## Work task
Your response should be every line from the entries that includes the string "UserRepository".

[Dataset entries]
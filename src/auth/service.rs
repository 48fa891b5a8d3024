// Authentication service - business logic layer

use tracing::{debug, info};
use validator::Validate;

use crate::auth::{
    error::AuthError,
    models::{LoginRequest, LoginResponse, RefreshResponse, RegisterRequest, Role, UserResponse},
    password::PasswordService,
    repository::{RefreshTokenRepository, UserRepository},
    token::TokenService,
};

/// Authentication service coordinating credential checks and the
/// access/refresh token lifecycle
#[derive(Clone)]
pub struct AuthService {
    users: UserRepository,
    refresh_tokens: RefreshTokenRepository,
    tokens: TokenService,
}

impl AuthService {
    pub fn new(
        users: UserRepository,
        refresh_tokens: RefreshTokenRepository,
        tokens: TokenService,
    ) -> Self {
        Self {
            users,
            refresh_tokens,
            tokens,
        }
    }

    pub fn users(&self) -> &UserRepository {
        &self.users
    }

    pub fn token_service(&self) -> &TokenService {
        &self.tokens
    }

    /// Register a new user directly (bypasses the admission flow)
    pub async fn register(&self, request: RegisterRequest) -> Result<UserResponse, AuthError> {
        request
            .validate()
            .map_err(|e| AuthError::ValidationError(e.to_string()))?;

        if self.users.email_exists(&request.email).await? {
            return Err(AuthError::EmailAlreadyExists);
        }

        let password_hash = PasswordService::hash_password(&request.password)?;
        let role = request.role.unwrap_or(Role::Student);
        let user = self
            .users
            .create_user(&request.name, &request.email, &password_hash, role)
            .await?;

        info!("Registered user {} with role {}", user.id, user.role);
        Ok(user.into())
    }

    /// Verify credentials and issue a token pair.
    /// Unknown email and wrong password both collapse to the same generic
    /// error so accounts cannot be enumerated.
    pub async fn login(&self, request: LoginRequest) -> Result<LoginResponse, AuthError> {
        debug!("Login attempt for {}", request.email);

        let user = self
            .users
            .find_by_email(&request.email)
            .await?
            .ok_or(AuthError::InvalidCredentials)?;

        if !PasswordService::verify_password(&request.password, &user.password_hash)? {
            return Err(AuthError::InvalidCredentials);
        }

        let access_token = self.tokens.issue_access_token(user.id)?;
        let refresh_token = self.refresh_tokens.create_for_user(user.id).await?;

        info!("User {} logged in", user.id);
        Ok(LoginResponse {
            id: user.id,
            name: user.name,
            email: user.email,
            role: user.role,
            access_token,
            refresh_token,
        })
    }

    /// Exchange a refresh token for a new access token.
    ///
    /// Unknown token fails "not recognized"; an expired token is deleted
    /// and fails "expired"; a valid token is returned unchanged alongside
    /// a fresh access token (no rotation).
    pub async fn refresh(&self, refresh_token: &str) -> Result<RefreshResponse, AuthError> {
        let record = self
            .refresh_tokens
            .find_by_token(refresh_token)
            .await?
            .ok_or(AuthError::RefreshTokenNotRecognized)?;

        if record.is_expired() {
            self.refresh_tokens.delete_by_id(record.id).await?;
            debug!("Consumed expired refresh token for user {}", record.user_id);
            return Err(AuthError::RefreshTokenExpired);
        }

        let access_token = self.tokens.issue_access_token(record.user_id)?;

        Ok(RefreshResponse {
            access_token,
            refresh_token: refresh_token.to_string(),
        })
    }

    /// Delete the supplied refresh token. Tokens that are already gone
    /// still log out successfully.
    pub async fn logout(&self, refresh_token: &str) -> Result<(), AuthError> {
        self.refresh_tokens.delete_by_token(refresh_token).await
    }
}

## Answer to the exercise
    repository::{RefreshTokenRepository, UserRepository},
    users: UserRepository,
        users: UserRepository,
    pub fn users(&self) -> &UserRepository {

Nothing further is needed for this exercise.